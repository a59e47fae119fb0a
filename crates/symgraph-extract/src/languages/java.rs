//! Java front end using tree-sitter-java.
//!
//! Visibility, static, final, and abstract all come from the `modifiers`
//! node. A declaration with no access modifier is package-visible and maps
//! to `Protected`.

use symgraph_core::{RelationshipKind, SymbolKind, SymgraphError, Visibility};
use tree_sitter::Node;

use crate::frontend::{LanguageFrontend, ReferenceDraft, SymbolDraft};
use crate::helpers::{first_line, node_text, preceding_comments, span_of, text_before};

/// Java front end.
pub struct JavaFrontend;

impl JavaFrontend {
    pub fn new() -> Self {
        Self
    }
}

impl Default for JavaFrontend {
    fn default() -> Self {
        Self::new()
    }
}

impl LanguageFrontend for JavaFrontend {
    fn language_name(&self) -> &str {
        "java"
    }

    fn file_extensions(&self) -> &[&str] {
        &["java"]
    }

    fn grammar(&self) -> tree_sitter::Language {
        tree_sitter_java::LANGUAGE.into()
    }

    fn classify(&self, node: Node, source: &[u8]) -> Result<Vec<SymbolDraft>, SymgraphError> {
        match node.kind() {
            "class_declaration" => Ok(classify_class(node, source)),
            "interface_declaration" => Ok(classify_named(node, source, SymbolKind::Interface)),
            "enum_declaration" => Ok(classify_named(node, source, SymbolKind::Enum)),
            "enum_constant" => Ok(classify_named(node, source, SymbolKind::EnumMember)),
            "method_declaration" => Ok(classify_callable(node, source, SymbolKind::Method)),
            "constructor_declaration" => {
                Ok(classify_callable(node, source, SymbolKind::Constructor))
            }
            "field_declaration" => Ok(classify_fields(node, source)),
            "package_declaration" => Ok(classify_package(node, source)),
            "import_declaration" => Ok(classify_import(node, source)),
            _ => Ok(Vec::new()),
        }
    }

    fn signature(&self, node: Node, source: &[u8]) -> String {
        let sig = text_before(node, source, '{');
        sig.trim_end_matches(';').trim().to_string()
    }

    fn visibility(&self, _name: &str, node: Node, source: &[u8]) -> Visibility {
        if has_modifier(node, source, "public") {
            Visibility::Public
        } else if has_modifier(node, source, "private") {
            Visibility::Private
        } else {
            Visibility::Protected
        }
    }

    fn type_hint(&self, node: Node, source: &[u8]) -> Option<String> {
        let ty = node.child_by_field_name("type")?;
        Some(node_text(ty, source))
    }

    fn documentation(&self, node: Node, source: &[u8]) -> Option<String> {
        preceding_comments(node, source, &["*", "//"])
    }

    fn references(&self, node: Node, source: &[u8]) -> Vec<ReferenceDraft> {
        match node.kind() {
            "method_invocation" => call_reference(node, source).into_iter().collect(),
            "object_creation_expression" => new_reference(node, source).into_iter().collect(),
            "class_declaration" => class_heritage_references(node, source),
            "interface_declaration" => interface_heritage_references(node, source),
            "import_declaration" => import_reference(node, source).into_iter().collect(),
            _ => Vec::new(),
        }
    }
}

// ── Symbol Classification ─────────────────────────────────────────────────

fn classify_named(node: Node, source: &[u8], kind: SymbolKind) -> Vec<SymbolDraft> {
    let Some(name_node) = node.child_by_field_name("name") else {
        return Vec::new();
    };
    let mut draft = SymbolDraft::new(node_text(name_node, source), kind, span_of(node));
    apply_modifier_flags(&mut draft, node, source);
    vec![draft]
}

fn classify_class(node: Node, source: &[u8]) -> Vec<SymbolDraft> {
    let mut drafts = classify_named(node, source, SymbolKind::Class);
    if let Some(draft) = drafts.first_mut() {
        draft.base_class = superclass_name(node, source);
    }
    drafts
}

fn classify_callable(node: Node, source: &[u8], kind: SymbolKind) -> Vec<SymbolDraft> {
    classify_named(node, source, kind)
}

/// `private int x, y;` flattens into one draft per declarator.
fn classify_fields(node: Node, source: &[u8]) -> Vec<SymbolDraft> {
    let data_type = node
        .child_by_field_name("type")
        .map(|ty| node_text(ty, source));
    let mut drafts = Vec::new();
    let mut cursor = node.walk();
    for declarator in node.children_by_field_name("declarator", &mut cursor) {
        let Some(name_node) = declarator.child_by_field_name("name") else {
            continue;
        };
        let mut draft = SymbolDraft::new(
            node_text(name_node, source),
            SymbolKind::Field,
            span_of(declarator),
        );
        draft.signature = Some(first_line(&node_text(node, source)).to_string());
        draft.data_type = data_type.clone();
        apply_modifier_flags(&mut draft, node, source);
        drafts.push(draft);
    }
    drafts
}

fn classify_package(node: Node, source: &[u8]) -> Vec<SymbolDraft> {
    let Some(name) = first_named_path(node, source) else {
        return Vec::new();
    };
    let mut draft = SymbolDraft::new(name, SymbolKind::Namespace, span_of(node));
    draft.visibility = Some(Visibility::Public);
    draft.signature = Some(first_line(&node_text(node, source)).to_string());
    vec![draft]
}

fn classify_import(node: Node, source: &[u8]) -> Vec<SymbolDraft> {
    let Some(name) = first_named_path(node, source) else {
        return Vec::new();
    };
    let mut draft = SymbolDraft::new(name, SymbolKind::Import, span_of(node));
    draft.visibility = Some(Visibility::Public);
    draft.signature = Some(first_line(&node_text(node, source)).to_string());
    vec![draft]
}

/// The dotted path inside a package or import declaration.
fn first_named_path(node: Node, source: &[u8]) -> Option<String> {
    let mut cursor = node.walk();
    let path = node
        .children(&mut cursor)
        .find(|child| child.kind() == "scoped_identifier" || child.kind() == "identifier")?;
    let text = node_text(path, source);
    if text.is_empty() {
        None
    } else {
        Some(text)
    }
}

fn apply_modifier_flags(draft: &mut SymbolDraft, node: Node, source: &[u8]) {
    draft.flags.is_static = has_modifier(node, source, "static");
    draft.flags.is_final = has_modifier(node, source, "final");
    draft.flags.is_abstract = has_modifier(node, source, "abstract");
}

fn has_modifier(node: Node, source: &[u8], keyword: &str) -> bool {
    let mut cursor = node.walk();
    let found = node
        .children(&mut cursor)
        .filter(|child| child.kind() == "modifiers")
        .any(|mods| {
            node_text(mods, source)
                .split_whitespace()
                .any(|word| word == keyword)
        });
    found
}

// ── Heritage ──────────────────────────────────────────────────────────────

fn superclass_name(node: Node, source: &[u8]) -> Option<String> {
    let superclass = node.child_by_field_name("superclass")?;
    let mut cursor = superclass.walk();
    let ty = superclass
        .children(&mut cursor)
        .find(|child| child.is_named())?;
    Some(strip_generics(&node_text(ty, source)))
}

fn interface_names(clause: Node, source: &[u8]) -> Vec<String> {
    let mut names = Vec::new();
    let mut cursor = clause.walk();
    for child in clause.children(&mut cursor) {
        if child.kind() == "type_list" {
            let mut list_cursor = child.walk();
            for ty in child.children(&mut list_cursor).filter(|c| c.is_named()) {
                let name = strip_generics(&node_text(ty, source));
                if !name.is_empty() {
                    names.push(name);
                }
            }
        }
    }
    names
}

fn strip_generics(name: &str) -> String {
    name.split('<').next().unwrap_or(name).trim().to_string()
}

// ── References ────────────────────────────────────────────────────────────

fn call_reference(node: Node, source: &[u8]) -> Option<ReferenceDraft> {
    let name = node.child_by_field_name("name")?;
    let confidence = if node.child_by_field_name("object").is_some() {
        0.75
    } else {
        0.9
    };
    Some(ReferenceDraft::new(
        node_text(name, source),
        RelationshipKind::Calls,
        node,
        confidence,
    ))
}

fn new_reference(node: Node, source: &[u8]) -> Option<ReferenceDraft> {
    let ty = node.child_by_field_name("type")?;
    Some(ReferenceDraft::new(
        strip_generics(&node_text(ty, source)),
        RelationshipKind::Uses,
        node,
        0.85,
    ))
}

fn class_heritage_references(node: Node, source: &[u8]) -> Vec<ReferenceDraft> {
    let Some(name_node) = node.child_by_field_name("name") else {
        return Vec::new();
    };
    let class_name = node_text(name_node, source);

    let mut drafts = Vec::new();
    if let Some(base) = superclass_name(node, source) {
        drafts.push(
            ReferenceDraft::new(base, RelationshipKind::Extends, node, 0.95)
                .from_name(class_name.clone()),
        );
    }
    if let Some(interfaces) = node.child_by_field_name("interfaces") {
        for target in interface_names(interfaces, source) {
            drafts.push(
                ReferenceDraft::new(target, RelationshipKind::Implements, node, 0.95)
                    .from_name(class_name.clone()),
            );
        }
    }
    drafts
}

fn interface_heritage_references(node: Node, source: &[u8]) -> Vec<ReferenceDraft> {
    let Some(name_node) = node.child_by_field_name("name") else {
        return Vec::new();
    };
    let interface_name = node_text(name_node, source);

    let mut drafts = Vec::new();
    let mut cursor = node.walk();
    for child in node.children(&mut cursor) {
        if child.kind() == "extends_interfaces" {
            for target in interface_names(child, source) {
                drafts.push(
                    ReferenceDraft::new(target, RelationshipKind::Extends, node, 0.95)
                        .from_name(interface_name.clone()),
                );
            }
        }
    }
    drafts
}

fn import_reference(node: Node, source: &[u8]) -> Option<ReferenceDraft> {
    let name = first_named_path(node, source)?;
    Some(
        ReferenceDraft::new(name.clone(), RelationshipKind::Imports, node, 1.0)
            .from_name(name)
            .external(),
    )
}
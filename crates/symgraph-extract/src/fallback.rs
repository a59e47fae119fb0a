//! Regex/text fallback extraction for malformed trees.
//!
//! Nodes the grammar marks as parse errors still often contain a
//! recognizable declaration (`function Name(` and friends). Rather than
//! skip such nodes outright, the builder hands their raw text to this
//! module so one malformed statement does not blind the indexer to the rest
//! of a file. Recovered symbols carry `flags.from_fallback` so consumers can
//! rank or filter them.

use once_cell::sync::Lazy;
use regex::Regex;
use symgraph_core::{Span, SymbolKind};
use tree_sitter::Node;

use crate::frontend::SymbolDraft;
use crate::helpers::{first_line, node_text};

static FUNCTION_PATTERN: Lazy<Regex> = Lazy::new(|| {
    Regex::new(r"\b(?:function|fn|def|func)\s+([A-Za-z_][A-Za-z0-9_]*)\s*\(")
        .expect("function fallback pattern")
});

static TYPE_PATTERN: Lazy<Regex> = Lazy::new(|| {
    Regex::new(r"\b(?:class|struct|interface|trait|enum)\s+([A-Za-z_][A-Za-z0-9_]*)")
        .expect("type fallback pattern")
});

/// Attempt text-pattern recovery from an ERROR node.
pub fn recover(node: Node, source: &[u8]) -> Vec<SymbolDraft> {
    let text = node_text(node, source);
    if text.is_empty() {
        return Vec::new();
    }

    let mut drafts = Vec::new();
    for (pattern, kind) in [
        (&*FUNCTION_PATTERN, SymbolKind::Function),
        (&*TYPE_PATTERN, SymbolKind::Class),
    ] {
        for captures in pattern.captures_iter(&text) {
            let Some(name) = captures.get(1) else { continue };
            let whole = captures.get(0).map_or(name.range(), |m| m.range());
            let span = offset_span(node, &text, whole.start, whole.end);
            let mut draft = SymbolDraft::new(name.as_str(), kind, span);
            draft.signature = Some(first_line(&text[whole.start..]).to_string());
            draft.flags.from_fallback = true;
            drafts.push(draft);
        }
    }
    drafts
}

/// Translate byte offsets inside an ERROR node's text into a file span.
fn offset_span(node: Node, text: &str, start: usize, end: usize) -> Span {
    let base = node.start_position();
    let (start_line, start_column) = relative_position(text, start, base.row, base.column);
    let (end_line, end_column) = relative_position(text, end, base.row, base.column);
    Span {
        start_line,
        start_column,
        end_line,
        end_column,
        start_byte: node.start_byte() + start,
        end_byte: node.start_byte() + end,
    }
}

fn relative_position(
    text: &str,
    offset: usize,
    base_row: usize,
    base_column: usize,
) -> (usize, usize) {
    let prefix = &text[..offset];
    let newlines = prefix.matches('\n').count();
    let column = match prefix.rfind('\n') {
        Some(pos) => offset - pos - 1,
        None => base_column + offset,
    };
    (base_row + newlines, column)
}

#[cfg(test)]
mod tests {
    use super::*;

    #[test]
    fn function_pattern_captures_name() {
        let captures = FUNCTION_PATTERN.captures("function doThing(a, b) {").unwrap();
        assert_eq!(&captures[1], "doThing");
    }

    #[test]
    fn def_and_fn_keywords_match() {
        assert!(FUNCTION_PATTERN.is_match("def broken(x"));
        assert!(FUNCTION_PATTERN.is_match("fn broken(x"));
        assert!(FUNCTION_PATTERN.is_match("func broken(x"));
    }

    #[test]
    fn type_pattern_captures_name() {
        let captures = TYPE_PATTERN.captures("class Widget extends Base").unwrap();
        assert_eq!(&captures[1], "Widget");
    }

    #[test]
    fn relative_position_tracks_newlines() {
        let text = "junk\nfunction foo(";
        let offset = text.find("function").unwrap();
        assert_eq!(relative_position(text, offset, 10, 4), (11, 0));
        assert_eq!(relative_position(text, 2, 10, 4), (10, 6));
    }
}
//! TypeScript/JavaScript front end using tree-sitter-typescript.
//!
//! Uses the TSX grammar (a superset of TypeScript, which itself covers
//! JavaScript) so `.ts`, `.tsx`, `.js`, and `.jsx` files share one front
//! end. Also carries the association pre-pass for ES5 prototype
//! inheritance, where "declare constructor" and "declare base" are separate
//! sibling statements.

use symgraph_core::{RelationshipKind, SymbolKind, SymgraphError, Visibility};
use tree_sitter::Node;

use crate::frontend::{AssociationFact, LanguageFrontend, ReferenceDraft, SymbolDraft};
use crate::helpers::{first_line, node_text, preceding_comments, span_of, text_before};

/// TypeScript/JavaScript front end.
pub struct TypeScriptFrontend;

impl TypeScriptFrontend {
    pub fn new() -> Self {
        Self
    }
}

impl Default for TypeScriptFrontend {
    fn default() -> Self {
        Self::new()
    }
}

const FUNCTION_SCOPES: &[&str] = &[
    "function_declaration",
    "generator_function_declaration",
    "method_definition",
    "arrow_function",
    "function_expression",
];

impl LanguageFrontend for TypeScriptFrontend {
    fn language_name(&self) -> &str {
        "typescript"
    }

    fn file_extensions(&self) -> &[&str] {
        &["ts", "tsx", "js", "jsx"]
    }

    fn grammar(&self) -> tree_sitter::Language {
        tree_sitter_typescript::LANGUAGE_TSX.into()
    }

    fn classify(&self, node: Node, source: &[u8]) -> Result<Vec<SymbolDraft>, SymgraphError> {
        match node.kind() {
            "class_declaration" | "abstract_class_declaration" => {
                Ok(classify_class(node, source))
            }
            "interface_declaration" => Ok(classify_named(node, source, SymbolKind::Interface)),
            "enum_declaration" => Ok(classify_named(node, source, SymbolKind::Enum)),
            "enum_assignment" => Ok(classify_enum_member(node, source)),
            "property_identifier" if parent_kind(node) == Some("enum_body") => {
                Ok(vec![SymbolDraft::new(
                    node_text(node, source),
                    SymbolKind::EnumMember,
                    span_of(node),
                )])
            }
            "function_declaration" | "generator_function_declaration" => {
                Ok(classify_function(node, source))
            }
            "method_definition" => Ok(classify_method(node, source)),
            "public_field_definition" => Ok(classify_field(node, source)),
            "lexical_declaration" | "variable_declaration" => {
                Ok(classify_variable_statement(node, source))
            }
            "type_alias_declaration" => Ok(classify_named(node, source, SymbolKind::Type)),
            "internal_module" => Ok(classify_named(node, source, SymbolKind::Namespace)),
            "import_statement" => Ok(classify_import(node, source)),
            "export_statement" => Ok(classify_export_clause(node, source)),
            _ => Ok(Vec::new()),
        }
    }

    fn signature(&self, node: Node, source: &[u8]) -> String {
        text_before(node, source, '{')
    }

    fn visibility(&self, name: &str, node: Node, _source: &[u8]) -> Visibility {
        if name.starts_with('#') {
            return Visibility::Private;
        }
        match accessibility_modifier(node).as_deref() {
            Some("private") => Visibility::Private,
            Some("protected") => Visibility::Protected,
            _ => Visibility::Public,
        }
    }

    fn type_hint(&self, node: Node, source: &[u8]) -> Option<String> {
        let annotation = node.child_by_field_name("type")?;
        Some(
            node_text(annotation, source)
                .trim_start_matches(':')
                .trim()
                .to_string(),
        )
    }

    fn documentation(&self, node: Node, source: &[u8]) -> Option<String> {
        // Comments for exported declarations sit before the export statement.
        let doc_node = match node.parent() {
            Some(parent) if parent.kind() == "export_statement" => parent,
            _ => node,
        };
        preceding_comments(doc_node, source, &["///", "//", "*"])
    }

    fn association(&self, node: Node, source: &[u8]) -> Option<AssociationFact> {
        let expr = if node.kind() == "expression_statement" {
            node.child(0)?
        } else {
            node
        };
        match expr.kind() {
            "assignment_expression" => prototype_assignment(expr, source),
            "call_expression" => inherits_call(expr, source),
            _ => None,
        }
    }

    fn references(&self, node: Node, source: &[u8]) -> Vec<ReferenceDraft> {
        match node.kind() {
            "call_expression" => call_reference(node, source).into_iter().collect(),
            "new_expression" => new_reference(node, source).into_iter().collect(),
            "member_expression" => member_reference(node, source).into_iter().collect(),
            "class_declaration" | "abstract_class_declaration" => {
                heritage_references(node, source)
            }
            "interface_declaration" => interface_extends_references(node, source),
            "import_statement" => import_reference(node, source).into_iter().collect(),
            _ => Vec::new(),
        }
    }
}
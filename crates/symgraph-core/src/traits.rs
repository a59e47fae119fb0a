//! Interfaces toward the external collaborators of the extraction core.
//!
//! The core itself has no network, file, or CLI surface; these traits are
//! the contact points the surrounding system (search index, embedding
//! worker pool, file watcher) implements.

use std::path::Path;

use crate::{FileExtraction, Relationship, Symbol, SymbolId, SymgraphError};

/// Search index consuming per-file symbol sets.
///
/// Re-extraction always replaces a file's symbols wholesale; the index is
/// expected to diff old vs. new sets by symbol id.
pub trait SearchIndexSink: Send + Sync {
    /// Replace all symbols previously stored for `file_path`.
    fn upsert_symbols(&mut self, file_path: &str, symbols: &[Symbol])
        -> Result<(), SymgraphError>;

    /// Replace all relationships previously stored for `file_path`.
    fn upsert_relationships(
        &mut self,
        file_path: &str,
        relationships: &[Relationship],
    ) -> Result<(), SymgraphError>;

    /// Drop everything stored for a deleted file.
    fn remove_file(&mut self, file_path: &str) -> Result<(), SymgraphError>;
}

/// Embedding pipeline consuming `(symbol id, code text)` pairs, typically
/// produced by [`FileExtraction::embedding_pairs`].
pub trait EmbeddingSink: Send + Sync {
    fn enqueue(&mut self, pairs: Vec<(SymbolId, String)>) -> Result<(), SymgraphError>;
}

/// Callback surface a file watcher drives.
///
/// `create`/`change` events trigger a fresh whole-file extraction;
/// `delete` events remove the file's symbols. No incremental update exists.
pub trait ChangeHandler: Send + Sync {
    fn file_changed(&mut self, path: &Path) -> Result<Option<FileExtraction>, SymgraphError>;

    fn file_removed(&mut self, path: &Path) -> Result<(), SymgraphError>;
}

*What the exercise asks:* The answer must be all the lines above that hold the word "SymbolId".

*Task answer:*
use crate::{FileExtraction, Relationship, Symbol, SymbolId, SymgraphError};
    fn enqueue(&mut self, pairs: Vec<(SymbolId, String)>) -> Result<(), SymgraphError>;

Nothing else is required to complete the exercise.